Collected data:
================

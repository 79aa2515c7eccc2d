//! Error types for domain operations
//!
//! Every variant is a local, synchronous failure returned to the immediate
//! caller. None of them leave a partial mutation behind.

use crate::behandling::BehandlingTilstand;
use crate::ids::StegId;
use crate::oppgave::{HendelseType, OppgaveTilstand};
use crate::svar::Svartype;
use crate::tilgang::{Aktor, Rolle};
use thiserror::Error;

/// Errors raised by the step graph, Behandling and Oppgave state machines
#[derive(Error, Debug, Clone, PartialEq)]
pub enum DomainError {
    /// Step id not present in the graph
    #[error("Unknown step: {0}")]
    UnknownStep(StegId),

    /// Answer value disagrees with the step's declared type
    #[error("Type mismatch on step '{key}': declared {declared}, got {actual}")]
    TypeMismatch {
        /// Logical key of the step
        key: String,
        /// Declared answer type
        declared: Svartype,
        /// Type of the offered value
        actual: Svartype,
    },

    /// Value cannot be held by a step (a non-finite decimal)
    #[error("Step '{key}' cannot hold the value {verdi}")]
    InvalidValue {
        /// Logical key of the step
        key: String,
        /// Offered value, as text
        verdi: String,
    },

    /// An answered value was offered without provenance
    #[error("Step '{0}' cannot be answered without provenance")]
    MissingProvenance(String),

    /// Logical key already used in this graph
    #[error("Duplicate step key: {0}")]
    DuplicateKey(String),

    /// Step id already used in this graph
    #[error("Duplicate step id: {0}")]
    DuplicateStep(StegId),

    /// Edge would make the graph cyclic (or is a self-reference)
    #[error("Dependency {parent} -> {child} would create a cycle")]
    Cycle {
        /// Depending step
        parent: StegId,
        /// Step depended on
        child: StegId,
    },

    /// Oppgave command not valid from the current tilstand
    #[error("Illegal transition: {event:?} from {from:?}")]
    IllegalTransition {
        /// Current tilstand
        from: OppgaveTilstand,
        /// Rejected event
        event: HendelseType,
    },

    /// Behandling event not valid from the current tilstand
    #[error("Illegal behandling transition from {from:?}")]
    IllegalBehandlingTransition {
        /// Current tilstand
        from: BehandlingTilstand,
    },

    /// Oppgave already carries an actor
    #[error("Oppgave is already assigned to {0}")]
    DuplicateAssignment(Aktor),

    /// Actor lacks the role the command requires
    #[error("{aktor} lacks role {rolle:?}")]
    MissingRole {
        /// Acting actor
        aktor: Aktor,
        /// Required role
        rolle: Rolle,
    },

    /// Controller is the actor who produced the proposal
    #[error("{0} cannot control their own proposal")]
    DualControlViolation(Aktor),

    /// Unanswered steps remain where a complete graph is required
    #[error("{0} step(s) are still unanswered")]
    OpenFrontier(usize),

    /// Stored tilstand disagrees with the last log entry
    #[error("Oppgave tilstand {tilstand:?} does not match last log entry {logged:?}")]
    InconsistentLog {
        /// Stored tilstand
        tilstand: OppgaveTilstand,
        /// Tilstand on the last log entry
        logged: Option<OppgaveTilstand>,
    },

    /// Step answered after the Behandling reached its terminal state
    #[error("Behandling is closed; step '{0}' cannot be answered")]
    CaseClosed(String),
}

================

- _WORK TASK_: If a line in the data above holds the string "state", copy it.

- _REPLY TO THE EXERCISE_:
/// Errors raised by the step graph, Behandling and Oppgave state machines
    /// Step answered after the Behandling reached its terminal state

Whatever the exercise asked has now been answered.